Self-doubt & graduate work
Now that I am in the latter half of my degree, I am finding the prospect of getting a full-time job increasingly worrying. I am constantly wondering if I am good enough and whether I would be able to keep up in a full-time industry job.
This is when my self-doubt comes in. I start to doubt my abilities, my intelligence and the feasibility of my goals. When I think about how often these feelings worry me, the more I realise that it is an unhealthy thought process. When I say it out loud, it sounds crazy. I am literally worrying if I am good enough to work full time in a job I haven’t even applied for.

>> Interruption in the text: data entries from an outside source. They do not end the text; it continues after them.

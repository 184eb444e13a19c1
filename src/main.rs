use background_service::BackgroundService;
use database::SeenStore;
use notifier::TelegramNotifier;
use postwatch_core::{AppConfig, CoreError, ErrorExt, HandleSource};
use profile_client::ProfileClient;
use std::sync::Arc;
use tracing_subscriber::EnvFilter;

const DEFAULT_LOG_FILTER: &str = "postwatch=info,postwatch_core=info,database=info,\
notifier=info,profile_client=info,background_service=info";

#[tokio::main]
async fn main() -> Result<(), CoreError> {
    dotenvy::dotenv().ok();

    tracing_subscriber::fmt()
        .with_env_filter(
            EnvFilter::try_from_default_env().unwrap_or_else(|_| EnvFilter::new(DEFAULT_LOG_FILTER)),
        )
        .init();

    tracing::info!("Starting Postwatch");

    let config = AppConfig::from_env().map_err(|e| {
        e.log_error();
        e
    })?;

    let store = SeenStore::open(&config.db_filename).await.map_err(|e| {
        tracing::error!(path = %config.db_filename.display(), "Could not initialize store");
        CoreError::from(e)
    })?;

    let boot_handles = HandleSource::new(&config.users_file)
        .with_dedupe(config.dedupe_handles)
        .load_at_boot()
        .await
        .map_err(|e| {
            e.log_error();
            e
        })?;
    tracing::info!(count = boot_handles.len(), "Loaded handles to monitor");

    let notifier = TelegramNotifier::from_config(&config)?;
    if !notifier.is_configured() {
        tracing::warn!(
            "TELEGRAM_BOT_TOKEN or TELEGRAM_CHAT_ID is not set; alerts will be dropped"
        );
    }
    let fetchers = ProfileClient::from_config(&config)?;

    let service = Arc::new(BackgroundService::from_config(
        &config,
        Arc::new(fetchers),
        Arc::new(notifier),
        store,
    ));

    let runner = {
        let service = service.clone();
        tokio::spawn(async move { service.run().await })
    };

    shutdown_signal().await;
    tracing::info!("Shutdown requested, finishing current cycle");
    service.stop();

    if let Err(e) = runner.await {
        tracing::error!("Background service task failed: {}", e);
    }

    tracing::info!("Postwatch stopped");
    Ok(())
}

async fn shutdown_signal() {
    let ctrl_c = async {
        if let Err(e) = tokio::signal::ctrl_c().await {
            tracing::error!("Failed to listen for Ctrl-C: {}", e);
            std::future::pending::<()>().await;
        }
    };

    #[cfg(unix)]
    let terminate = async {
        match tokio::signal::unix::signal(tokio::signal::unix::SignalKind::terminate()) {
            Ok(mut signal) => {
                signal.recv().await;
            }
            Err(e) => {
                tracing::error!("Failed to listen for SIGTERM: {}", e);
                std::future::pending::<()>().await;
            }
        }
    };

    #[cfg(not(unix))]
    let terminate = std::future::pending::<()>();

    tokio::select! {
        _ = ctrl_c => {}
        _ = terminate => {}
    }
}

This is when my self-doubt turns to feelings of anxiety. I worry that when I start to seriously apply for different jobs that I won't get one or even worse, I will end up working a job that I absolutely hate. I even end up worrying about how my first day at a new job will go. I worry about fitting in and being valued, learning the new systems and undoubtedly making mistakes. Once again, I have found that this line of thought can be really tiring, unhelpful and counterproductive.
Lately I have been trying to put these thoughts out of my mind. If I find a position or graduate opportunity that I am interested in, I'll just apply. I tell myself that all I can do is try. No more thinking. I either get the position or I don’t and I will cross those bridges when I come to them. Secondly, I have attended two careers workshops for interviewing practice and employment help. I must admit that I didn’t think they would lead to much and would most likely be another round of lecture slides. However, I found the sessions really helpful, engaging and methodical. They helped me find some structure in my goals and and helped me improve how I go about conducting an interview. In an odd way, talking about what employers want and how I can demonstrate my skills helped me to stop over-thinking and self-doubting and reflect on what I have done.
Finally, even though it is hard, I try to think of the big picture. In part, I think the big picture message is that I will probably work in dozens of different industries and jobs and have some good ones, some great ones and some really bad ones. However, I also think that we can choose what we value and our goals. At the end of the day, what we value is only what we tell ourselves matters and I should always be in control of that. I also like to remind myself why I want a particular job or why I feel so much pressure to do something in particular. When I ask that I usually find an answer that is quite simple. I like and value lots of different things and there will always be an interesting adventure out there.